1 DIOS, Dios mío eres tú: levantaréme á ti de mañana: Mi alma tiene sed de ti, mi carne te desea, En tierra de sequedad y transida sin aguas; 2 Para ver tu fortaleza y tu gloria, Así como te he mirado en el santuario. 3 Porque mejor es tu misericordia que la vida: Mis labios te alabarán. 4 Así te bendeciré en mi vida: En tu nombre alzaré mis manos. 5 Como de meollo y de grosura será saciada mi alma; Y con labios de júbilo te alabará mi boca, 6 Cuando me acordaré de ti en mi lecho, Cuando meditaré de ti en las velas de la noche. 7 Porque has sido mi socorro; Y así en la sombra de tus alas me regocijaré. 8 Está mi alma apegada á ti: Tu diestra me ha sostenido. 9 Mas los que para destrucción buscaron mi alma, Caerán en los sitios bajos de la tierra. 10 Destruiránlos á filo de espada; Serán porción de las zorras. 11 Empero el rey se alegrará en Dios; Será alabado cualquiera que por él jura: Porque la boca de los que hablan mentira, será cerrada.
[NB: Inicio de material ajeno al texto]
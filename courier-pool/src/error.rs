//! Error types for pool operations.

use courier_smtp::ClientError;
use thiserror::Error;

/// Errors surfaced by [`Pool::checkout`](crate::Pool::checkout).
#[derive(Debug, Error)]
pub enum PoolError {
    /// The pool has been shut down; no further checkouts will succeed.
    #[error("connection pool is closed")]
    Closed,

    /// Establishing or validating a relay connection failed.
    #[error("transport failure: {0}")]
    Transport(#[from] ClientError),
}

/// Specialized `Result` type for pool operations.
pub type Result<T> = std::result::Result<T, PoolError>;
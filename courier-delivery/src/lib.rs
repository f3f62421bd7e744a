//! Delivery queue, worker, and message assembly.
//!
//! Requests enter through [`DeliveryQueue::enqueue`] and are consumed by a
//! single [`DeliveryWorker`], which renders content, checks a connection
//! out of the pool, and runs the SMTP transaction. Transient failures are
//! retried on a fixed interval up to the request's attempt ceiling.

mod dispatch;
mod error;
pub mod message;
mod queue;
mod request;
mod worker;

pub use dispatch::{DispatchConfig, Dispatcher};
pub use error::{DeliveryError, Result};
pub use queue::DeliveryQueue;
pub use request::{DeliveryRequest, RequestContent};
pub use worker::DeliveryWorker;
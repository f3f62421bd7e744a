//! Templates seeded at service startup.

use courier_template::{Template, TemplateError, TemplateRegistry};

/// Register the built-in templates. Deployments override them by
/// re-registering the same `(name, language)` pair.
pub fn register_builtins(registry: &TemplateRegistry) -> Result<(), TemplateError> {
    registry.register(
        Template::new(
            "verification_code",
            "en",
            "Your verification code",
            "Your verification code is {{code}}. It expires in {{ttl_minutes}} minutes.",
        )
        .with_html(
            "<p>Your verification code is <strong>{{code}}</strong>.</p>\
             <p>It expires in {{ttl_minutes}} minutes.</p>",
        ),
    )?;

    registry.register(
        Template::new(
            "welcome",
            "en",
            "Welcome, {{name}}!",
            "Hi {{name}},\n\nWelcome aboard. We're glad to have you.\n",
        )
        .with_html("<p>Hi {{name}},</p><p>Welcome aboard. We're glad to have you.</p>"),
    )?;

    Ok(())
}
//! Minimal accept-everything SMTP relay for service tests.
#![allow(dead_code)]

use std::{
    net::SocketAddr,
    sync::{
        Arc,
        atomic::{AtomicBool, Ordering},
    },
    time::Duration,
};

use tokio::{
    io::{AsyncBufReadExt, AsyncWriteExt, BufReader},
    net::{TcpListener, TcpStream},
    sync::RwLock,
    time::timeout,
};

pub struct MockRelay {
    addr: SocketAddr,
    messages: Arc<RwLock<Vec<String>>>,
    shutdown: Arc<AtomicBool>,
}

impl MockRelay {
    pub async fn start() -> std::io::Result<Self> {
        let listener = TcpListener::bind("127.0.0.1:0").await?;
        let addr = listener.local_addr()?;

        let messages = Arc::new(RwLock::new(Vec::new()));
        let shutdown = Arc::new(AtomicBool::new(false));

        let accept_messages = Arc::clone(&messages);
        let accept_shutdown = Arc::clone(&shutdown);
        tokio::spawn(async move {
            loop {
                if accept_shutdown.load(Ordering::Relaxed) {
                    break;
                }
                let accepted = timeout(Duration::from_millis(100), listener.accept()).await;
                if let Ok(Ok((stream, _peer))) = accepted {
                    let messages = Arc::clone(&accept_messages);
                    tokio::spawn(async move {
                        let _ = Self::handle(stream, messages).await;
                    });
                }
            }
        });

        Ok(Self {
            addr,
            messages,
            shutdown,
        })
    }

    #[must_use]
    pub fn addr_string(&self) -> String {
        self.addr.to_string()
    }

    /// Message payloads accepted after DATA.
    pub async fn messages(&self) -> Vec<String> {
        self.messages.read().await.clone()
    }

    pub fn shutdown(&self) {
        self.shutdown.store(true, Ordering::Relaxed);
    }

    async fn handle(
        mut stream: TcpStream,
        messages: Arc<RwLock<Vec<String>>>,
    ) -> std::io::Result<()> {
        let (reader, mut writer) = stream.split();
        let mut reader = BufReader::new(reader);
        let mut line = String::new();

        writer.write_all(b"220 mock relay ready\r\n").await?;
        writer.flush().await?;

        loop {
            line.clear();
            let Ok(Ok(n)) = timeout(Duration::from_secs(10), reader.read_line(&mut line)).await
            else {
                return Ok(());
            };
            if n == 0 {
                return Ok(());
            }

            let verb = line
                .trim()
                .split_whitespace()
                .next()
                .unwrap_or_default()
                .to_uppercase();
            match verb.as_str() {
                "EHLO" => {
                    writer
                        .write_all(b"250-mock relay\r\n250 PIPELINING\r\n")
                        .await?;
                }
                "DATA" => {
                    writer.write_all(b"354 go ahead\r\n").await?;
                    writer.flush().await?;

                    let mut payload = String::new();
                    loop {
                        line.clear();
                        let n = reader.read_line(&mut line).await?;
                        if n == 0 {
                            return Ok(());
                        }
                        if line.trim_end() == "." {
                            break;
                        }
                        payload.push_str(&line);
                    }
                    messages.write().await.push(payload);
                    writer.write_all(b"250 accepted\r\n").await?;
                }
                "QUIT" => {
                    writer.write_all(b"221 bye\r\n").await?;
                    writer.flush().await?;
                    return Ok(());
                }
                _ => {
                    writer.write_all(b"250 ok\r\n").await?;
                }
            }
            writer.flush().await?;
        }
    }
}
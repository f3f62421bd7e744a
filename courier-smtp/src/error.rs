//! Error types for the SMTP client.

use std::io;

use thiserror::Error;

/// Errors that can occur while talking to the relay.
#[derive(Error, Debug)]
pub enum ClientError {
    /// IO error during network operations.
    #[error("IO error: {0}")]
    Io(#[from] io::Error),

    /// The server's response could not be parsed.
    #[error("failed to parse SMTP response: {0}")]
    Parse(String),

    /// The server rejected a command with an error status code.
    #[error("SMTP error: {code} {message}")]
    Smtp { code: u16, message: String },

    /// Authentication was rejected by the relay.
    #[error("authentication failed: {code} {message}")]
    AuthRejected { code: u16, message: String },

    /// TLS negotiation or upgrade failed.
    #[error("TLS error: {0}")]
    Tls(String),

    /// The connection was closed by the peer.
    #[error("connection closed unexpectedly")]
    ConnectionClosed,

    /// An operation exceeded its deadline.
    #[error("operation timed out: {0}")]
    Timeout(String),
}

/// Specialized `Result` type for SMTP client operations.
pub type Result<T> = std::result::Result<T, ClientError>;
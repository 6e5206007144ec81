//! Economic calendar: extract events from the scraped page, then analyse them.
//! Both stages run as one chained unit per pair.

use std::collections::{BTreeMap, BTreeSet};
use std::sync::Arc;

use anyhow::Context;
use async_trait::async_trait;
use serde::{Deserialize, Serialize};
use serde_json::Value;

use super::{PipelineDeps, RunSummary, SubPipeline, TickContext};
use crate::analysis::CalendarEvent;
use crate::change_detector::ChangeSet;
use crate::dispatch::{FailurePolicy, UnitOutcome, WorkUnit};
use crate::history::HistoryRecord;
use crate::sources::{CurrencyPair, PipelineKind, SourceEntry};

const ERROR_PREFIX: &str = "Error analyzing calendar";

/// History file per pair. The misspelling is what readers look for.
pub fn calendar_file(pair: &CurrencyPair) -> String {
    format!("{}_calender_analysis.json", pair.slug())
}

#[derive(Debug, Clone, PartialEq, Serialize, Deserialize)]
pub struct CalendarAnalysis {
    pub pair: CurrencyPair,
    pub events: Vec<CalendarEvent>,
    pub analysis: String,
}

/// Result of one chained unit.
#[derive(Debug, Clone, PartialEq)]
pub enum CalendarResult {
    /// Extracted events match the latest record; nothing to analyse.
    Unchanged,
    Analyzed {
        events: Vec<CalendarEvent>,
        analysis: String,
    },
}

struct CalendarJob {
    pair: CurrencyPair,
    page: Value,
    last_events: Option<Vec<CalendarEvent>>,
}

pub struct CalendarOutput {
    records: Vec<CalendarAnalysis>,
    dispatched: usize,
    succeeded: usize,
    unchanged: usize,
    failed_keys: BTreeSet<String>,
}

pub struct CalendarPipeline {
    deps: PipelineDeps,
}

impl CalendarPipeline {
    pub fn new(deps: PipelineDeps) -> Self {
        Self { deps }
    }

    fn unit(&self, key: String, job: Arc<CalendarJob>) -> WorkUnit<CalendarResult> {
        let extractor = self.deps.analyst.clone();
        let analyst = self.deps.analyst.clone();
        WorkUnit::chain(
            key,
            job,
            move |job: Arc<CalendarJob>| {
                let extractor = extractor.clone();
                async move { extractor.extract_calendar(&job.pair, &job.page).await }
            },
            move |job: Arc<CalendarJob>, events: Vec<CalendarEvent>| {
                let analyst = analyst.clone();
                async move {
                    if job.last_events.as_ref() == Some(&events) {
                        return Ok(CalendarResult::Unchanged);
                    }
                    let analysis = analyst.analyze_calendar(&job.pair, &events).await?;
                    Ok(CalendarResult::Analyzed { events, analysis })
                }
            },
        )
    }
}

#[async_trait]
impl SubPipeline for CalendarPipeline {
    type Output = CalendarOutput;

    fn kind(&self) -> PipelineKind {
        PipelineKind::Calendar
    }

    async fn dispatch(&self, ctx: &TickContext, stale: &ChangeSet) -> anyhow::Result<CalendarOutput> {
        let mut pairs = BTreeMap::new();
        let mut had_history = BTreeSet::new();
        let mut units = Vec::new();
        for (key, entry) in ctx.stale_entries(stale)? {
            let SourceEntry::Calendar { pair, page } = entry else {
                continue;
            };
            let last: Option<HistoryRecord<CalendarAnalysis>> = self
                .deps
                .persister
                .latest(&calendar_file(&pair))
                .with_context(|| format!("loading calendar history for {pair}"))?;
            if last.is_some() {
                had_history.insert(key.clone());
            }
            let job = Arc::new(CalendarJob {
                pair: pair.clone(),
                page,
                last_events: last.map(|r| r.body.events),
            });
            units.push(self.unit(key.clone(), job));
            pairs.insert(key, pair);
        }

        let dispatched = units.len();
        let results = self.deps.dispatcher.dispatch(units).await;
        let succeeded = results.success_count();
        let failed_keys = results.failed_keys();

        let mut records = Vec::new();
        let mut unchanged = 0;
        for (key, outcome) in results.iter() {
            let Some(pair) = pairs.get(key) else {
                continue;
            };
            match outcome {
                UnitOutcome::Success(CalendarResult::Unchanged) => unchanged += 1,
                UnitOutcome::Success(CalendarResult::Analyzed { events, analysis }) => {
                    records.push(CalendarAnalysis {
                        pair: pair.clone(),
                        events: events.clone(),
                        analysis: analysis.clone(),
                    })
                }
                // an error record only fills a gap, it never follows good history
                UnitOutcome::Failed(e)
                    if self.deps.policy == FailurePolicy::Placeholder && !had_history.contains(key) =>
                {
                    records.push(CalendarAnalysis {
                        pair: pair.clone(),
                        events: Vec::new(),
                        analysis: format!("{ERROR_PREFIX}: {e}"),
                    })
                }
                UnitOutcome::Failed(_) => {}
            }
        }

        Ok(CalendarOutput {
            records,
            dispatched,
            succeeded,
            unchanged,
            failed_keys,
        })
    }

    fn persist(&self, output: CalendarOutput) -> anyhow::Result<RunSummary> {
        if output.unchanged > 0 {
            tracing::info!(pipeline = "calendar", pairs = output.unchanged, "events unchanged, analysis skipped");
        }
        let mut written = Vec::new();
        for body in output.records {
            let file = calendar_file(&body.pair);
            let path = self
                .deps
                .persister
                .append(&file, HistoryRecord::now(body))
                .with_context(|| format!("writing {file}"))?;
            written.push(path);
        }
        Ok(RunSummary {
            dispatched: output.dispatched,
            succeeded: output.succeeded,
            failed_keys: output.failed_keys,
            written,
            ..Default::default()
        })
    }
}
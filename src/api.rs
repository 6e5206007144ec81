use std::path::{Component, Path, PathBuf};
use std::sync::Arc;

use axum::{
    extract::{Path as UrlPath, State},
    http::StatusCode,
    response::{IntoResponse, Response},
    routing::get,
    Json, Router,
};
use serde_json::{json, Value};
use tower_http::cors::CorsLayer;

use crate::config::AppConfig;
use crate::error::PipelineError;
use crate::history;
use crate::state::PipelineStateFile;
use crate::storage;

#[derive(Clone)]
pub struct AppState {
    history_dir: Arc<PathBuf>,
    state_path: Arc<PathBuf>,
}

impl AppState {
    pub fn new(history_dir: impl Into<PathBuf>, state_path: impl Into<PathBuf>) -> Self {
        Self {
            history_dir: Arc::new(history_dir.into()),
            state_path: Arc::new(state_path.into()),
        }
    }

    pub fn from_config(cfg: &AppConfig) -> Self {
        Self::new(cfg.history_dir(), cfg.state_path())
    }
}

/// Read-only view over the history directory and the pipeline state file.
/// Every request reads from disk; writers replace files atomically.
pub fn create_router(state: AppState) -> Router {
    Router::new()
        .route("/health", get(|| async { "OK" }))
        .route("/latest/{*entity}", get(latest))
        .route("/previous/{*entity}", get(previous))
        .route("/status", get(status))
        .layer(CorsLayer::very_permissive())
        .with_state(state)
}

/// Router over the configured data directory.
pub fn router(cfg: &AppConfig) -> Router {
    create_router(AppState::from_config(cfg))
}

enum ApiError {
    NotFound,
    BadEntity,
    Internal(String),
}

impl From<PipelineError> for ApiError {
    fn from(e: PipelineError) -> Self {
        tracing::error!(error = %e, "read api: history unreadable");
        ApiError::Internal(e.to_string())
    }
}

impl IntoResponse for ApiError {
    fn into_response(self) -> Response {
        let (code, msg) = match self {
            ApiError::NotFound => (StatusCode::NOT_FOUND, "not found".to_string()),
            ApiError::BadEntity => (StatusCode::BAD_REQUEST, "invalid entity".to_string()),
            ApiError::Internal(m) => (StatusCode::INTERNAL_SERVER_ERROR, m),
        };
        (code, Json(json!({ "error": msg }))).into_response()
    }
}

/// `eur_usd_news_synthesis` or `fedwatch/analysis` -> file under `root`.
/// Only plain relative components are accepted.
fn entity_path(root: &Path, entity: &str) -> Option<PathBuf> {
    let entity = entity.trim_start_matches('/');
    if entity.is_empty() {
        return None;
    }
    let rel = Path::new(entity);
    if !rel.components().all(|c| matches!(c, Component::Normal(_))) {
        return None;
    }
    let mut path = root.join(rel);
    if path.extension().and_then(|e| e.to_str()) != Some("json") {
        let mut name = path.file_name()?.to_os_string();
        name.push(".json");
        path.set_file_name(name);
    }
    Some(path)
}

async fn latest(
    State(state): State<AppState>,
    UrlPath(entity): UrlPath<String>,
) -> Result<Json<Value>, ApiError> {
    let path = entity_path(&state.history_dir, &entity).ok_or(ApiError::BadEntity)?;
    history::latest::<Value>(&path)?
        .map(Json)
        .ok_or(ApiError::NotFound)
}

async fn previous(
    State(state): State<AppState>,
    UrlPath(entity): UrlPath<String>,
) -> Result<Json<Value>, ApiError> {
    let path = entity_path(&state.history_dir, &entity).ok_or(ApiError::BadEntity)?;
    history::previous::<Value>(&path)?
        .map(Json)
        .ok_or(ApiError::NotFound)
}

async fn status(State(state): State<AppState>) -> Result<Json<PipelineStateFile>, ApiError> {
    let file = storage::read_json::<PipelineStateFile>(&state.state_path)?.unwrap_or_default();
    Ok(Json(file))
}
1 ESCUCHA, oh Dios, mi voz en mi oración: Guarda mi vida del miedo del enemigo. 2 Escóndeme del secreto consejo de los malignos; De la conspiración de los que obran iniquidad: 3 Que amolaron su lengua como cuchillo, Y armaron por su saeta palabra amarga; 4 Para asaetear á escondidas al íntegro: De improviso lo asaetean, y no temen. 5 Obstinados en su inicuo designio, Tratan de esconder los lazos, Y dicen: ¿Quién los ha de ver? 6 Inquieren iniquidades, hacen una investigación exacta; Y el íntimo pensamiento de cada uno de ellos, así como el corazón, es profundo. 7 Mas Dios los herirá con saeta; De repente serán sus plagas. 8 Y harán caer sobre sí sus mismas lenguas: Se espantarán todos los que los vieren. 9 Y temerán todos los hombres, Y anunciarán la obra de Dios, Y entenderán su hecho. 10 Alegraráse el justo en Jehová, y confiaráse en él; Y se gloriarán todos los rectos de corazón.
1 A TI es plácida la alabanza en Sión, oh Dios: Y á ti se pagarán los votos. 2 Tú oyes la oración: A ti vendrá toda carne. 3 Palabras de iniquidades me sobrepujaron: Mas nuestras rebeliones tú las perdonarás. 4 Dichoso el que tú escogieres, é hicieres llegar á ti, Para que habite en tus atrios: Seremos saciados del bien de tu casa, De tu santo templo. 5 Con tremendas cosas, en justicia, nos responderás tú, Oh Dios de nuestra salud, Esperanza de todos los términos de la tierra, Y de los más remotos confines de la mar. 6 Tú, el que afirma los montes con su potencia, Ceñido de valentía: 7 El que amansa el estruendo de los mares, el estruendo de sus ondas, Y el alboroto de las gentes. 8 Por tanto los habitadores de los fines de la tierra temen de tus maravillas. Tú haces alegrar las salidas de la mañana y de la tarde. 9 Visitas la tierra, y la riegas: En gran manera la enriqueces Con el río de Dios, lleno de aguas: Preparas el grano de ellos, cuando así la dispones. 10 Haces se empapen sus surcos, Haces descender sus canales: Ablándasla con lluvias, Bendices sus renuevos. 11 Tú coronas el año de tus bienes; Y tus nubes destilan grosura. 12 Destilan sobre las estancias del desierto; Y los collados se ciñen de alegría. 13 Vístense los llanos de manadas, Y los valles se cubren de grano: Dan voces de júbilo, y aun cantan.